WASHINGTON -- White individuals on trial for crime have a constitutional right to protest when prosecutors keep blacks from serving on the jury, the Supreme Court ruled 7-2 yesterday.
In a broad expansion of a 5-year-old ruling curbing prosecutors' attempts to shape the makeup of juries along racial lines, the court said those tactics may be protested by accused individuals even if they are of a different race from the excluded jurors.
Race-based exclusions of jurors, the court declared, raise "legitimate doubts that the jury has been chosen by proper means," and that puts in doubt the fairness of the entire trial -- no matter what the race of the barred jurors or of the person standing trial.
If it is clear that the jurors were in fact kept off because of their race, then any guilty verdict that resulted from such a trial has to be thrown out, the court has made clear.
The ruling also means that prosecutors may be forced to justify exclusion of whites from sitting on juries that will try blacks. But that circumstance apparently does not arise as often as challenges to blacks called for jury duty.

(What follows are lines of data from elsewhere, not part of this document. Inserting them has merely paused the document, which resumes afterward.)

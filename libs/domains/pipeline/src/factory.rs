//! Builds live connectors and stage runners from a [`PipelineConfig`].
//!
//! Every connector is created at most once per [`Components`], so stages
//! started from the same instance share buffers, sinks and storages. This is
//! what lets the in-memory connectors carry work from one stage to the next
//! inside a single process.

use std::sync::Arc;

use domain_vector::{
    Embedder, InMemoryPointRepository, OllamaEmbedder, OpenAIEmbedder, QdrantRepository, Sink,
    VectorSink,
};
use messaging::nats::{JetStreamBuffer, JetStreamConfig};
use messaging::{Buffer, MemoryBuffer, MemoryBufferConfig};
use tokio::sync::OnceCell;
use tracing::info;

use crate::budget::TokenBudget;
use crate::config::{
    BufferConfig, EngineConfig, LlmConfig, NatsBufferConfig, PROMPTS_STREAM, PipelineConfig,
    SinkConfig, SourceConfig, StorageConfig, StorageKind,
};
use crate::error::{PipelineError, PipelineResult};
use crate::feeder::{DispatchPool, DispatchSettings};
use crate::ingestion::IngestionManager;
use crate::llm::{CompletionClient, OpenAIChatClient};
use crate::processor::{ProcessorPool, ProcessorSettings, load_template};
use crate::source::{GmailSource, Source};
use crate::storage::{BlobStorage, FilesystemStorage, MemoryStorage, S3Storage};
use crate::tokenizer::{TiktokenCounter, TokenCounter};

type Storages = Vec<(StorageKind, Arc<dyn BlobStorage>)>;

pub struct Components {
    config: PipelineConfig,
    record_buffer: OnceCell<Arc<dyn Buffer>>,
    prompt_buffer: OnceCell<Arc<dyn Buffer>>,
    embedder: OnceCell<Arc<dyn Embedder>>,
    sinks: OnceCell<Vec<Arc<dyn Sink>>>,
    storages: OnceCell<Storages>,
}

impl Components {
    pub fn new(config: PipelineConfig) -> Self {
        Self {
            config,
            record_buffer: OnceCell::new(),
            prompt_buffer: OnceCell::new(),
            embedder: OnceCell::new(),
            sinks: OnceCell::new(),
            storages: OnceCell::new(),
        }
    }

    /// Use `embedder` instead of the configured engine.
    pub fn with_embedder(config: PipelineConfig, embedder: Arc<dyn Embedder>) -> Self {
        let components = Self::new(config);
        // Freshly created, so the cell is empty.
        let _ = components.embedder.set(embedder);
        components
    }

    pub fn config(&self) -> &PipelineConfig {
        &self.config
    }

    /// Buffer carrying record ids from ingestion to the processor.
    pub async fn record_buffer(&self) -> PipelineResult<Arc<dyn Buffer>> {
        self.record_buffer
            .get_or_try_init(|| async {
                match &self.config.buffer {
                    BufferConfig::Nats(nats) => connect_nats(nats).await,
                    BufferConfig::Memory => Ok(memory_buffer("mails")),
                }
            })
            .await
            .cloned()
    }

    /// Buffer carrying prompt ids from the processor to the feeder.
    pub async fn prompt_buffer(&self) -> PipelineResult<Arc<dyn Buffer>> {
        self.prompt_buffer
            .get_or_try_init(|| async {
                match &self.config.buffer {
                    BufferConfig::Nats(nats) => connect_nats(&nats.with_stream(PROMPTS_STREAM)).await,
                    BufferConfig::Memory => Ok(memory_buffer(PROMPTS_STREAM)),
                }
            })
            .await
            .cloned()
    }

    pub async fn embedder(&self) -> PipelineResult<Arc<dyn Embedder>> {
        self.embedder
            .get_or_try_init(|| async {
                let embedder: Arc<dyn Embedder> = match &self.config.engine {
                    EngineConfig::Ollama(config) => Arc::new(OllamaEmbedder::new(config.clone())),
                    EngineConfig::OpenAi(config) => Arc::new(OpenAIEmbedder::new(config.clone())),
                };
                embedder.prepare().await?;
                Ok::<_, PipelineError>(embedder)
            })
            .await
            .cloned()
    }

    pub async fn sinks(&self) -> PipelineResult<Vec<Arc<dyn Sink>>> {
        self.sinks
            .get_or_try_init(|| async {
                let embedder = self.embedder().await?;
                let mut sinks: Vec<Arc<dyn Sink>> = Vec::with_capacity(self.config.sinks.len());

                for sink in &self.config.sinks {
                    let collection = sink.collection().to_string();
                    match sink {
                        SinkConfig::Qdrant(config) => {
                            let repository = QdrantRepository::new(config.clone())?;
                            sinks.push(Arc::new(VectorSink::new(
                                repository,
                                embedder.clone(),
                                collection,
                            )));
                        }
                        SinkConfig::Memory(_) => {
                            sinks.push(Arc::new(VectorSink::new(
                                InMemoryPointRepository::new(),
                                embedder.clone(),
                                collection,
                            )));
                        }
                    }
                }
                Ok::<_, PipelineError>(sinks)
            })
            .await
            .cloned()
    }

    /// Every configured storage playing `kind`, in document order.
    pub async fn storages(&self, kind: StorageKind) -> PipelineResult<Vec<Arc<dyn BlobStorage>>> {
        let storages = self
            .storages
            .get_or_try_init(|| async {
                let mut storages: Storages = Vec::with_capacity(self.config.storage.len());
                for entry in &self.config.storage {
                    let storage: Arc<dyn BlobStorage> = match &entry.backend {
                        StorageConfig::S3(config) => {
                            Arc::new(S3Storage::connect(config.clone()).await?)
                        }
                        StorageConfig::Filesystem(config) => {
                            Arc::new(FilesystemStorage::open(config.clone()).await?)
                        }
                        StorageConfig::Memory => Arc::new(MemoryStorage::new()),
                    };
                    storages.push((entry.kind, storage));
                }
                Ok::<_, PipelineError>(storages)
            })
            .await?;

        Ok(storages
            .iter()
            .filter(|(role, _)| *role == kind)
            .map(|(_, storage)| storage.clone())
            .collect())
    }

    pub fn sources(&self) -> Vec<Arc<dyn Source>> {
        self.config
            .sources
            .iter()
            .map(|entry| match &entry.source {
                SourceConfig::Gmail(config) => {
                    Arc::new(GmailSource::new(config.clone(), entry.collection.clone()))
                        as Arc<dyn Source>
                }
            })
            .collect()
    }

    pub fn completion_client(&self) -> PipelineResult<Arc<dyn CompletionClient>> {
        match &self.config.llm {
            Some(LlmConfig::OpenAi(config)) => Ok(Arc::new(OpenAIChatClient::new(config.clone()))),
            None => Err(PipelineError::Config(
                "An llm section is required to dispatch prompts".into(),
            )),
        }
    }

    pub fn token_counter(&self) -> PipelineResult<Arc<dyn TokenCounter>> {
        let counter = TiktokenCounter::for_model(&self.config.application.tokenizer_model)?;
        Ok(Arc::new(counter))
    }

    pub async fn ingestion_manager(&self) -> PipelineResult<IngestionManager> {
        let app = &self.config.application;
        Ok(IngestionManager::new(
            self.sources(),
            self.sinks().await?,
            self.record_buffer().await?,
            app.ingestion_routines,
            app.embedding_size,
        ))
    }

    pub async fn processor_pool(&self) -> PipelineResult<ProcessorPool> {
        let app = &self.config.application;
        let template = load_template(&app.prompt_template).await?;

        ProcessorPool::new(
            self.record_buffer().await?,
            self.prompt_buffer().await?,
            self.sinks().await?,
            self.storages(StorageKind::Prompts).await?,
            self.token_counter()?,
            template,
            ProcessorSettings {
                max_vector_fetch: app.max_vector_fetch,
                max_prompt_tokens: app.max_prompt_tokens,
                backoff: app.poll_backoff(),
            },
            app.processor_workers,
        )
    }

    /// The feeder reads prompts from the last configured prompts storage.
    pub async fn dispatch_pool(&self) -> PipelineResult<DispatchPool> {
        let app = &self.config.application;
        let prompts = self
            .storages(StorageKind::Prompts)
            .await?
            .pop()
            .ok_or_else(|| {
                PipelineError::Config("Dispatcher needs a prompts storage".into())
            })?;

        DispatchPool::new(
            self.prompt_buffer().await?,
            prompts,
            self.storages(StorageKind::Responses).await?,
            self.completion_client()?,
            Arc::new(TokenBudget::new(app.max_usage_tokens)),
            DispatchSettings {
                system_prompt: app.system_prompt.clone(),
                backoff: app.poll_backoff(),
                policy: app.exhaustion_policy,
            },
            app.dispatch_workers,
        )
    }
}

async fn connect_nats(config: &NatsBufferConfig) -> PipelineResult<Arc<dyn Buffer>> {
    let jetstream = JetStreamConfig::from_host_port(&config.host, config.port, config.name.clone())
        .with_ack_wait(config.ack_wait())
        .with_fetch_timeout(config.fetch_timeout())
        .with_max_deliver(config.max_deliver);
    let buffer = JetStreamBuffer::connect(jetstream).await?;
    Ok(Arc::new(buffer))
}

fn memory_buffer(name: &str) -> Arc<dyn Buffer> {
    info!(buffer = name, "Using in-memory buffer");
    Arc::new(MemoryBuffer::with_config(name, MemoryBufferConfig::default()))
}

#[cfg(test)]
mod tests {
    use super::*;
    use async_trait::async_trait;
    use domain_vector::VectorResult;

    struct UnitEmbedder;

    #[async_trait]
    impl Embedder for UnitEmbedder {
        async fn embed(&self, _text: &str) -> VectorResult<Vec<f32>> {
            Ok(vec![1.0, 0.0])
        }
    }

    fn memory_config(template: &std::path::Path) -> PipelineConfig {
        let raw = format!(
            r#"
buffer:
  type: memory
sinks:
  - type: memory
    config:
      collection: lkml
storage:
  - kind: prompts
    type: memory
  - kind: responses
    type: memory
  - kind: responses
    type: memory
engine:
  type: ollama
  config:
    model: nomic-embed-text
    endpoint: "http://localhost:11434"
llm:
  type: openai
  config:
    apikey: test-key
    model: gpt-4o-mini
application:
  prompt_template: {}
  dispatch_workers: 2
"#,
            template.display()
        );
        PipelineConfig::from_yaml(&raw).unwrap()
    }

    fn components(dir: &tempfile::TempDir) -> Components {
        let template = dir.path().join("prompt");
        std::fs::write(&template, "Find kernel work:").unwrap();
        Components::with_embedder(memory_config(&template), Arc::new(UnitEmbedder))
    }

    #[tokio::test]
    async fn test_connectors_are_built_once() {
        let dir = tempfile::tempdir().unwrap();
        let components = components(&dir);

        let first = components.record_buffer().await.unwrap();
        let second = components.record_buffer().await.unwrap();
        assert!(Arc::ptr_eq(&first, &second));

        let prompts = components.prompt_buffer().await.unwrap();
        assert_eq!(prompts.name(), PROMPTS_STREAM);
        assert!(!Arc::ptr_eq(&first, &prompts));

        let sinks = components.sinks().await.unwrap();
        assert!(Arc::ptr_eq(&sinks[0], &components.sinks().await.unwrap()[0]));
    }

    #[tokio::test]
    async fn test_storages_split_by_kind() {
        let dir = tempfile::tempdir().unwrap();
        let components = components(&dir);

        assert_eq!(components.storages(StorageKind::Prompts).await.unwrap().len(), 1);
        assert_eq!(components.storages(StorageKind::Responses).await.unwrap().len(), 2);
    }

    #[tokio::test]
    async fn test_builds_stage_runners() {
        let dir = tempfile::tempdir().unwrap();
        let components = components(&dir);

        let processor = components.processor_pool().await.unwrap();
        assert_eq!(processor.worker_count(), 2);

        let dispatcher = components.dispatch_pool().await.unwrap();
        assert_eq!(dispatcher.worker_count(), 4);
        assert_eq!(dispatcher.budget().limit(), 100_000);

        assert!(components.sources().is_empty());
    }

    #[tokio::test(start_paused = true)]
    async fn test_memory_buffer_keeps_unacked_items() {
        let dir = tempfile::tempdir().unwrap();
        let components = components(&dir);
        let buffer = components.record_buffer().await.unwrap();
        buffer.enqueue("m-1").await.unwrap();

        for delivery in 1..=10 {
            let message = buffer.dequeue().await.unwrap();
            assert_eq!(message.payload(), "m-1");
            assert_eq!(message.delivery_count, delivery);
            tokio::time::advance(std::time::Duration::from_secs(31)).await;
        }
    }

    #[tokio::test]
    async fn test_dispatch_requires_llm() {
        let dir = tempfile::tempdir().unwrap();
        let template = dir.path().join("prompt");
        let mut config = memory_config(&template);
        config.llm = None;

        let components = Components::with_embedder(config, Arc::new(UnitEmbedder));
        assert!(matches!(
            components.dispatch_pool().await,
            Err(PipelineError::Config(_))
        ));
    }
}
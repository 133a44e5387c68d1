//! Blob storage for prompts and responses.
//!
//! Objects are plain text stored under opaque keys (prompt UUIDs). Prompt
//! storage is written by the processor and read by the feeder; response
//! storage is written by the feeder under the same key as the prompt.

mod filesystem;
mod memory;
mod s3;

pub use filesystem::{FilesystemConfig, FilesystemStorage};
pub use memory::MemoryStorage;
pub use s3::{S3Config, S3Storage};

use async_trait::async_trait;

use crate::error::PipelineResult;

#[async_trait]
pub trait BlobStorage: Send + Sync {
    /// Store `data` under `key`, replacing any previous object.
    async fn upload(&self, key: &str, data: &str) -> PipelineResult<()>;

    /// Fetch the object stored under `key`.
    ///
    /// A missing object is `PipelineError::ObjectNotFound`.
    async fn download(&self, key: &str) -> PipelineResult<String>;
}
//! Pipeline Domain Library
//!
//! The three stages of caelus and the connectors they run on.
//!
//! ```text
//!            ┌──────────────┐   record ids   ┌───────────────┐   prompt ids   ┌──────────────┐
//!  Source ──▶│  ingestion   │──────────────▶│   processor   │──────────────▶│    feeder    │──▶ responses
//!            │ (upsert+enq) │   Buffer #1    │ (fetch+pack)  │   Buffer #2    │ (LLM+budget) │    storage
//!            └──────┬───────┘                └───────┬───────┘                └──────────────┘
//!                   ▼                                │ mark consumed
//!                 Sink  ◀────────────────────────────┘
//! ```
//!
//! [`factory::Components`] turns a [`config::PipelineConfig`] into the
//! stage runners: [`IngestionManager`], [`ProcessorPool`] and
//! [`DispatchPool`]. Long-running stages stop when the shutdown watch
//! channel flips to `true`; in-flight calls are allowed to finish.

pub mod budget;
pub mod config;
pub mod error;
pub mod factory;
pub mod feeder;
pub mod ingestion;
pub mod llm;
pub mod metrics;
pub mod processor;
pub mod shutdown;
pub mod source;
pub mod storage;
pub mod tokenizer;

pub use budget::TokenBudget;
pub use config::{PipelineConfig, StorageKind};
pub use error::{PipelineError, PipelineResult};
pub use factory::Components;
pub use feeder::{DispatchPool, DispatchSettings, Dispatcher, ExhaustionPolicy};
pub use ingestion::{IngestionManager, IngestionReport, partition};
pub use llm::{Completion, CompletionClient};
pub use processor::{PackedPrompt, ProcessorPool, ProcessorSettings, PromptAssembler, PromptPacker};
pub use source::{MemorySource, Source};
pub use storage::{BlobStorage, MemoryStorage};
pub use tokenizer::{TiktokenCounter, TokenCounter, WhitespaceCounter};
//! NATS test infrastructure
//!
//! Provides a `TestNats` helper that starts a NATS container with JetStream.

use async_nats::Client;
use testcontainers::runners::AsyncRunner;
use testcontainers::{ContainerAsync, ImageExt};
use testcontainers_modules::nats::Nats;

/// Test NATS wrapper that ensures proper cleanup
///
/// The container is stopped and removed when this struct is dropped.
///
/// # Example
///
/// ```no_run
/// use test_utils::TestNats;
///
/// # async fn example() {
/// let nats = TestNats::new().await;
/// let url = nats.connection_string();
/// let jetstream = nats.jetstream();
/// # let _ = (url, jetstream);
/// # }
/// ```
pub struct TestNats {
    #[allow(dead_code)]
    container: ContainerAsync<Nats>,
    client: Client,
    host: String,
    port: u16,
    connection_string: String,
}

impl TestNats {
    /// Start a NATS server with JetStream enabled (`-js`).
    pub async fn new() -> Self {
        let container = Nats::default()
            .with_tag("latest")
            .with_cmd(["-js"])
            .start()
            .await
            .expect("Failed to start NATS container");

        let port = container
            .get_host_port_ipv4(4222)
            .await
            .expect("Failed to get NATS port");

        let host = "127.0.0.1".to_string();
        let connection_string = format!("nats://{host}:{port}");

        let client = async_nats::connect(&connection_string)
            .await
            .expect("Failed to connect to NATS");

        tracing::info!(port, "Test NATS ready with JetStream");

        Self {
            container,
            client,
            host,
            port,
            connection_string,
        }
    }

    /// Get a cloned client
    pub fn client(&self) -> Client {
        self.client.clone()
    }

    /// Get a JetStream context for stream operations
    pub fn jetstream(&self) -> async_nats::jetstream::Context {
        async_nats::jetstream::new(self.client.clone())
    }

    pub fn host(&self) -> &str {
        &self.host
    }

    pub fn port(&self) -> u16 {
        self.port
    }

    /// Get the connection string for manual client creation
    pub fn connection_string(&self) -> &str {
        &self.connection_string
    }
}

impl Drop for TestNats {
    fn drop(&mut self) {
        tracing::debug!("Cleaning up test NATS container");
    }
}

#[cfg(test)]
mod tests {
    use super::*;

    #[tokio::test]
    #[ignore = "requires docker"]
    async fn test_nats_jetstream_available() {
        let nats = TestNats::new().await;
        let jetstream = nats.jetstream();

        jetstream
            .create_stream(async_nats::jetstream::stream::Config {
                name: "smoke".to_string(),
                subjects: vec!["smoke.new".to_string()],
                ..Default::default()
            })
            .await
            .expect("Failed to create stream");

        let ack = jetstream
            .publish("smoke.new", "hello".into())
            .await
            .expect("Failed to publish")
            .await
            .expect("Failed to get ack");

        assert_eq!(ack.sequence, 1);
        assert!(nats.connection_string().ends_with(&nats.port().to_string()));
    }
}
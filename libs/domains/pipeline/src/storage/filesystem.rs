use std::io::ErrorKind;
use std::path::{Path, PathBuf};

use async_trait::async_trait;
use serde::Deserialize;
use tracing::{debug, info};

use super::BlobStorage;
use crate::error::{PipelineError, PipelineResult};

#[derive(Debug, Clone, Deserialize)]
pub struct FilesystemConfig {
    /// Directory holding one file per object
    pub root: PathBuf,
}

/// One file per object under a root directory.
pub struct FilesystemStorage {
    root: PathBuf,
}

impl FilesystemStorage {
    /// Open the storage, creating the root directory if needed.
    pub async fn open(config: FilesystemConfig) -> PipelineResult<Self> {
        tokio::fs::create_dir_all(&config.root).await?;
        info!(root = %config.root.display(), "Opened filesystem storage");
        Ok(Self { root: config.root })
    }

    pub fn root(&self) -> &Path {
        &self.root
    }

    fn object_path(&self, key: &str) -> PipelineResult<PathBuf> {
        let valid = !key.is_empty()
            && key != "."
            && key != ".."
            && !key.contains(['/', '\\', '\0']);
        if !valid {
            return Err(PipelineError::InvalidData(format!(
                "Invalid object key: {key:?}"
            )));
        }
        Ok(self.root.join(key))
    }
}

#[async_trait]
impl BlobStorage for FilesystemStorage {
    async fn upload(&self, key: &str, data: &str) -> PipelineResult<()> {
        let path = self.object_path(key)?;
        let staging = self.root.join(format!(".{key}.partial"));

        tokio::fs::write(&staging, data).await?;
        tokio::fs::rename(&staging, &path).await?;

        debug!(key, bytes = data.len(), "Stored object");
        Ok(())
    }

    async fn download(&self, key: &str) -> PipelineResult<String> {
        let path = self.object_path(key)?;
        match tokio::fs::read_to_string(&path).await {
            Ok(data) => Ok(data),
            Err(e) if e.kind() == ErrorKind::NotFound => {
                Err(PipelineError::ObjectNotFound(key.to_string()))
            }
            Err(e) => Err(e.into()),
        }
    }
}

#[cfg(test)]
mod tests {
    use super::*;

    async fn storage(dir: &tempfile::TempDir) -> FilesystemStorage {
        FilesystemStorage::open(FilesystemConfig {
            root: dir.path().join("prompts"),
        })
        .await
        .unwrap()
    }

    #[tokio::test]
    async fn test_open_creates_root() {
        let dir = tempfile::tempdir().unwrap();
        let storage = storage(&dir).await;
        assert!(storage.root().is_dir());
    }

    #[tokio::test]
    async fn test_upload_then_download() {
        let dir = tempfile::tempdir().unwrap();
        let storage = storage(&dir).await;

        storage.upload("6f1c", "prompt body").await.unwrap();
        assert_eq!(storage.download("6f1c").await.unwrap(), "prompt body");

        storage.upload("6f1c", "rewritten").await.unwrap();
        assert_eq!(storage.download("6f1c").await.unwrap(), "rewritten");
        assert!(!storage.root().join(".6f1c.partial").exists());
    }

    #[tokio::test]
    async fn test_missing_object() {
        let dir = tempfile::tempdir().unwrap();
        let storage = storage(&dir).await;
        assert!(matches!(
            storage.download("absent").await,
            Err(PipelineError::ObjectNotFound(_))
        ));
    }

    #[tokio::test]
    async fn test_rejects_path_keys() {
        let dir = tempfile::tempdir().unwrap();
        let storage = storage(&dir).await;
        for key in ["", "..", "a/b", "../escape"] {
            assert!(
                matches!(
                    storage.upload(key, "x").await,
                    Err(PipelineError::InvalidData(_))
                ),
                "accepted {key:?}"
            );
        }
    }
}
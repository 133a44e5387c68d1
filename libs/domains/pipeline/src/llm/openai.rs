use async_trait::async_trait;
use reqwest::{Client, StatusCode};
use serde::{Deserialize, Serialize};
use tracing::debug;

use super::{Completion, CompletionClient};
use crate::error::{PipelineError, PipelineResult};

/// OpenAI chat completion configuration
#[derive(Debug, Clone, Deserialize)]
pub struct OpenAIChatConfig {
    #[serde(alias = "apikey")]
    pub api_key: String,
    pub model: String,
    #[serde(default = "default_base_url")]
    pub base_url: String,
    #[serde(default)]
    pub max_tokens: Option<u32>,
}

fn default_base_url() -> String {
    "https://api.openai.com/v1".to_string()
}

impl OpenAIChatConfig {
    pub fn new(api_key: String, model: String) -> Self {
        Self {
            api_key,
            model,
            base_url: default_base_url(),
            max_tokens: None,
        }
    }
}

pub struct OpenAIChatClient {
    client: Client,
    config: OpenAIChatConfig,
}

impl OpenAIChatClient {
    pub fn new(config: OpenAIChatConfig) -> Self {
        Self {
            client: Client::new(),
            config,
        }
    }

    pub fn model(&self) -> &str {
        &self.config.model
    }
}

#[derive(Debug, Serialize)]
struct ChatRequest<'a> {
    model: &'a str,
    messages: [ChatMessage<'a>; 2],
    #[serde(skip_serializing_if = "Option::is_none")]
    max_tokens: Option<u32>,
}

#[derive(Debug, Serialize)]
struct ChatMessage<'a> {
    role: &'static str,
    content: &'a str,
}

#[derive(Debug, Deserialize)]
struct ChatResponse {
    choices: Vec<Choice>,
    #[serde(default)]
    usage: Usage,
}

#[derive(Debug, Deserialize)]
struct Choice {
    message: ResponseMessage,
}

#[derive(Debug, Deserialize)]
struct ResponseMessage {
    #[serde(default)]
    content: Option<String>,
}

#[derive(Debug, Default, Deserialize)]
struct Usage {
    #[serde(default)]
    total_tokens: u64,
}

impl ChatResponse {
    fn into_completion(self) -> PipelineResult<Completion> {
        let text = self
            .choices
            .into_iter()
            .next()
            .and_then(|choice| choice.message.content)
            .ok_or_else(|| PipelineError::InvalidData("Completion has no choices".to_string()))?;

        Ok(Completion {
            text,
            total_tokens: self.usage.total_tokens,
        })
    }
}

#[async_trait]
impl CompletionClient for OpenAIChatClient {
    async fn complete(&self, system: &str, prompt: &str) -> PipelineResult<Completion> {
        let request = ChatRequest {
            model: &self.config.model,
            messages: [
                ChatMessage {
                    role: "system",
                    content: system,
                },
                ChatMessage {
                    role: "user",
                    content: prompt,
                },
            ],
            max_tokens: self.config.max_tokens,
        };

        let response = self
            .client
            .post(format!("{}/chat/completions", self.config.base_url))
            .bearer_auth(&self.config.api_key)
            .json(&request)
            .send()
            .await
            .map_err(|e| PipelineError::Completion(e.to_string()))?;

        let status = response.status();
        if !status.is_success() {
            let error_text = response.text().await.unwrap_or_default();
            let message = format!("OpenAI API error ({}): {}", status, error_text);
            return Err(if status == StatusCode::TOO_MANY_REQUESTS {
                PipelineError::RateLimited(message)
            } else {
                PipelineError::Completion(message)
            });
        }

        let body: ChatResponse = response
            .json()
            .await
            .map_err(|e| PipelineError::Completion(e.to_string()))?;
        let completion = body.into_completion()?;

        debug!(model = %self.config.model, tokens = completion.total_tokens, "Completion received");
        Ok(completion)
    }
}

In a series of rulings going back to 1986, the court has been spelling out new constitutional limits on prosecutors' use of automatic (technically, "peremptory") challenges to blacks who are potential jurors in criminal cases. Automatic challenges exclude a juror from service, with no justification necessary.
Both sides are allowed such challenges in picking juries for criminal trials, but the limits the court has imposed so far have been applied only to prosecutors, not defense lawyers.
Baltimore County State's Attorney Sandra A. O'Connor said the decision will not eliminate racially biased juries because it does not bar defense attorneys from striking jurors on the basis of their race. The ruling would allow lawyers for the four white youths who chased a black man to his death on a highway in New York City's Howard Beach in 1986 to strike blacks from the jury, but the prosecution would not be able to strike white jurors, Ms. O'Connor said.
"The defense can strike anybody they want to, but the prosecution cannot," she said. "It's interesting to me that it only applies one way."
Both she and Howard County State's Attorney William R. Hymes said they did not expect the court's decision to change the way their prosecutors select juries.
"To my knowledge, we've never done that anyway," Mr. Hymes said. "I can't see where that's going to be a problem for us."
The court's first ruling on the issue, in 1986, allowed blacks on trial for crime to protest prosecutors' exclusions of blacks from the jury. The court said then that, when the defense wanted to mount such a protest, it had to show first that the person on trial and the excluded jurors were of the same race.
Yesterday, the court dropped that same-race requirement and said the constitutional problem of discrimination against black jurors is the same, regardless of the race of the accused person who will face that jury.
Both the excluded jurors and the persons on trial, Justice Anthony M. Kennedy wrote for the majority, "have a common interest in eliminating racial discrimination from the courtroom."
The ruling put in doubt the conviction of a Columbus, Ohio, man for a double-murder nearly six years ago. The justices sent the case back to Ohio courts to examine whether race was the reason why prosecutors kept seven blacks off the jury.
Justice Kennedy's ruling was supported by Justices Harry A. Blackmun, Thurgood Marshall, Sandra Day O'Connor, David H. Souter, John Paul Stevens and Byron R. White. Justice Antonin Scalia, joined by Chief Justice William H. Rehnquist, dissented.
Larry Joe Powers, serving a maximum prison sentence of 70 years for a 1985 double murder, now has the opportunity overturn his conviction with an argument that seven blacks were wrongly blocked from serving on his jury. The Supreme Court gave him that opportunity yesterday (Powers vs. Ohio, No. 89-5011).
He was put on trial for killing two of his drinking companions and for attempting to kill the wife of one of those companions.
At the trial, defense lawyers for Powers, who is white, objected when prosecutors used seven of their 10 automatic jury-selection challenges to keep blacks from serving. The defense asked the trial judge to require an explanation for each such gesture, but the trial judge refused.